Excerpted records:
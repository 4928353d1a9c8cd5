//! Marketplace listing types.
//!
//! A listing moves through exactly one transition: unsold -> sold. The buyer
//! is set in the same step, so `buyer.is_some() == sold` always holds.

use serde::{Deserialize, Serialize};

use std::fmt;

/// Monotonic identifier assigned by the store when a listing is created.
#[derive(Debug, Clone, Copy, PartialEq, Eq, PartialOrd, Ord, Hash, Serialize, Deserialize)]
#[serde(transparent)]
pub struct ListingId(pub i64);

impl fmt::Display for ListingId {
    fn fmt(&self, f: &mut fmt::Formatter<'_>) -> fmt::Result {
        write!(f, "{}", self.0)
    }
}

/// An item offered for sale by a bot.
#[derive(Debug, Clone, PartialEq, Serialize, Deserialize)]
pub struct Listing {
    pub id: ListingId,
    pub item: String,
    pub price: f64,
    pub seller: String,
    pub buyer: Option<String>,
    pub sold: bool,
}

impl Listing {
    /// Whether the buyer/sold pair is consistent.
    pub fn is_consistent(&self) -> bool {
        self.buyer.is_some() == self.sold
    }
}

/// A validated listing ready to be persisted.
#[derive(Debug, Clone, PartialEq)]
pub struct NewListing {
    pub item: String,
    pub price: f64,
    pub seller: String,
}

/// Raw request to create a listing; every field may be absent.
#[derive(Debug, Clone, Default, Deserialize)]
pub struct CreateListingRequest {
    pub item: Option<String>,
    pub price: Option<String>,
    pub seller: Option<String>,
}

/// Parse a price string. Rejects non-numeric, non-finite and negative values.
pub fn parse_price(raw: &str) -> Result<f64, String> {
    let price: f64 = raw
        .trim()
        .parse()
        .map_err(|_| format!("price '{raw}' is not a number"))?;
    if !price.is_finite() {
        return Err(format!("price '{raw}' is not finite"));
    }
    if price < 0.0 {
        return Err(format!("price '{raw}' is negative"));
    }
    Ok(price)
}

Brief: The job here is to find each line above with the word "sold" and copy it.

Exercise output:
//! A listing moves through exactly one transition: unsold -> sold. The buyer
//! is set in the same step, so `buyer.is_some() == sold` always holds.
    pub sold: bool,
    /// Whether the buyer/sold pair is consistent.
        self.buyer.is_some() == self.sold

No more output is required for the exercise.